• _Prompt_:
Could you report every line of the listing below that holds the word "slices"?

• _Dataset_:
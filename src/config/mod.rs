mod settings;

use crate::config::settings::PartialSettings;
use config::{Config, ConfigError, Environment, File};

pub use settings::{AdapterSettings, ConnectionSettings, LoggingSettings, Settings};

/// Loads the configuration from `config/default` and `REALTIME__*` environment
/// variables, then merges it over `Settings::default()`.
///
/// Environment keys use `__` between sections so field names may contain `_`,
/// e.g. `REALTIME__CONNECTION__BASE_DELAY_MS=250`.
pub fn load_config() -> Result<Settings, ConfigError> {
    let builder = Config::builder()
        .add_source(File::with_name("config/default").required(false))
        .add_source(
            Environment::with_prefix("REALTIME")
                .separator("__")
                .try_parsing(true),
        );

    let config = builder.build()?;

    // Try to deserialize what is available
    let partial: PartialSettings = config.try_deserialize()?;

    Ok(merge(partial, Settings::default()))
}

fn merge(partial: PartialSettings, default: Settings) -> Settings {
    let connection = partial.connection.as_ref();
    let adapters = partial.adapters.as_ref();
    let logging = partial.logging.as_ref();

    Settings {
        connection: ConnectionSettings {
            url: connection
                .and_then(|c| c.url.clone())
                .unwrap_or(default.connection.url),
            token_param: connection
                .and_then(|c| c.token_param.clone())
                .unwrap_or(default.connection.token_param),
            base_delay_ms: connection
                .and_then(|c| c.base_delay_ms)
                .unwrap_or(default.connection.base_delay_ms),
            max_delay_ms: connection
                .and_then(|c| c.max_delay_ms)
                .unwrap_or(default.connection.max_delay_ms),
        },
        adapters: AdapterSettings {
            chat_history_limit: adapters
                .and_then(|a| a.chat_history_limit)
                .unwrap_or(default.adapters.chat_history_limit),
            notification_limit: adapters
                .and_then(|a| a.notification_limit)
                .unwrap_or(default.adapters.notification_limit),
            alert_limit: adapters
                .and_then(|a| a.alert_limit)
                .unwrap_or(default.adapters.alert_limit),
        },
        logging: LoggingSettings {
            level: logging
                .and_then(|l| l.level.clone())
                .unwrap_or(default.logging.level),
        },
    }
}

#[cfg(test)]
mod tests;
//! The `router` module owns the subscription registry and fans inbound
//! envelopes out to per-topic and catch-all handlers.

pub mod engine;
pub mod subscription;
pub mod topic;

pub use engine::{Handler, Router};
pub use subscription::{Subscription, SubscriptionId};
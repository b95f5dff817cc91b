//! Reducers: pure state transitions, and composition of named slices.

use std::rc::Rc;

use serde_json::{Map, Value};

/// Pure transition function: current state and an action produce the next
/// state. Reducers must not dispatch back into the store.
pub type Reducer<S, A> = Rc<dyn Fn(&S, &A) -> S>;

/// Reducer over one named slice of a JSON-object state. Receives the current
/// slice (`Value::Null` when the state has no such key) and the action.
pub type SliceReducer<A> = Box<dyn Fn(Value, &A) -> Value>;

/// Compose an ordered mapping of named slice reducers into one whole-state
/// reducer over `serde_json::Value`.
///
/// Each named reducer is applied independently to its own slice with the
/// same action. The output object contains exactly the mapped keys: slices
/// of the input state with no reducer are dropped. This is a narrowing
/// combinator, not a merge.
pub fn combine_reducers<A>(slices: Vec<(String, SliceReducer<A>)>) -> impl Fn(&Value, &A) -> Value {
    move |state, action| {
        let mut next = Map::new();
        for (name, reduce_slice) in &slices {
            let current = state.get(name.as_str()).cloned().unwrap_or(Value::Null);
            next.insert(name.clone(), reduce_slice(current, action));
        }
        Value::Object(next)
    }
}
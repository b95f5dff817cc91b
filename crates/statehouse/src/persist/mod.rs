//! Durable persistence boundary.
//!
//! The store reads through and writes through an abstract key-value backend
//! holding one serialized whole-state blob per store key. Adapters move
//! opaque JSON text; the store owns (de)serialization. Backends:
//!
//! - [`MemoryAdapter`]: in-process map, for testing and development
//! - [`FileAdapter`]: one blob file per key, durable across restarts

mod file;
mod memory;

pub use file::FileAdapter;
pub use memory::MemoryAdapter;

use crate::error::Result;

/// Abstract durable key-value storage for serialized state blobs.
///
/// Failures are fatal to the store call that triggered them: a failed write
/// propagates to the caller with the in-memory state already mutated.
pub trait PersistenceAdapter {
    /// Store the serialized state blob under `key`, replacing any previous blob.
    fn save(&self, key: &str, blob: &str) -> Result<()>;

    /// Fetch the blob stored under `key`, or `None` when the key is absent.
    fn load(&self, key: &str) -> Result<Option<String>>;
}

• _Reply to the task_:
//! Reducers: pure state transitions, and composition of named slices.
/// same action. The output object contains exactly the mapped keys: slices
pub fn combine_reducers<A>(slices: Vec<(String, SliceReducer<A>)>) -> impl Fn(&Value, &A) -> Value {
        for (name, reduce_slice) in &slices {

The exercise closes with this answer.